- [TASK DESCRIPTION]:
In the material below, find the line with "config.gpiote_interrupt_priority = Priority::P2;" and the line with "#![macro_use]", then output those two lines and every line between them, exactly.
=== Begin Enclosure ===
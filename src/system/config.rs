//! General system configuration

use embassy_nrf::{
    config::{Config, Debug, HfclkSource, LfclkSource},
    interrupt::Priority,
};

/// Chip configuration for running alongside the SoftDevice
pub fn nrf_config() -> Config {
    // Generate default config, required because Config is set as
    // `non_exhaustive`
    let mut config = Config::default();

    // Set high-frequency and low-frequency clock sources to external
    config.hfclk_source = HfclkSource::ExternalXtal;
    config.lfclk_source = LfclkSource::ExternalXtal;

    // Enable DC/DC regulator to massively reduce runtime current consumption
    config.dcdc.reg1 = true;

    // Priorities 0, 1 and 4 are reserved for the SoftDevice
    config.gpiote_interrupt_priority = Priority::P2;
    config.time_interrupt_priority = Priority::P2;

    // Allow debugging
    config.debug = Debug::Allowed;

    config
}
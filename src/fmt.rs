//! Logging macros
//!
//! Forward to `defmt` when the `defmt` feature is enabled and compile to nothing otherwise,
//! so host builds need no global logger.
#![macro_use]
#![allow(unused_macros)]

macro_rules! debug {
    ($s:literal $(, $x:expr)* $(,)?) => {
        {
            #[cfg(feature = "defmt")]
            ::defmt::debug!($s $(, $x)*);
            #[cfg(not(feature = "defmt"))]
            let _ = ($( & $x ),*);
        }
    };
}

macro_rules! info {
    ($s:literal $(, $x:expr)* $(,)?) => {
        {
            #[cfg(feature = "defmt")]
            ::defmt::info!($s $(, $x)*);
            #[cfg(not(feature = "defmt"))]
            let _ = ($( & $x ),*);
        }
    };
}

macro_rules! warn {
    ($s:literal $(, $x:expr)* $(,)?) => {
        {
            #[cfg(feature = "defmt")]
            ::defmt::warn!($s $(, $x)*);
            #[cfg(not(feature = "defmt"))]
            let _ = ($( & $x ),*);
        }
    };
}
=== End Enclosure ===
- [ANSWER SECTION]:
    config.gpiote_interrupt_priority = Priority::P2;
    config.time_interrupt_priority = Priority::P2;

    // Allow debugging
    config.debug = Debug::Allowed;

    config
}
filename src/fmt.rs
//! Logging macros
//!
//! Forward to `defmt` when the `defmt` feature is enabled and compile to nothing otherwise,
//! so host builds need no global logger.
#![macro_use]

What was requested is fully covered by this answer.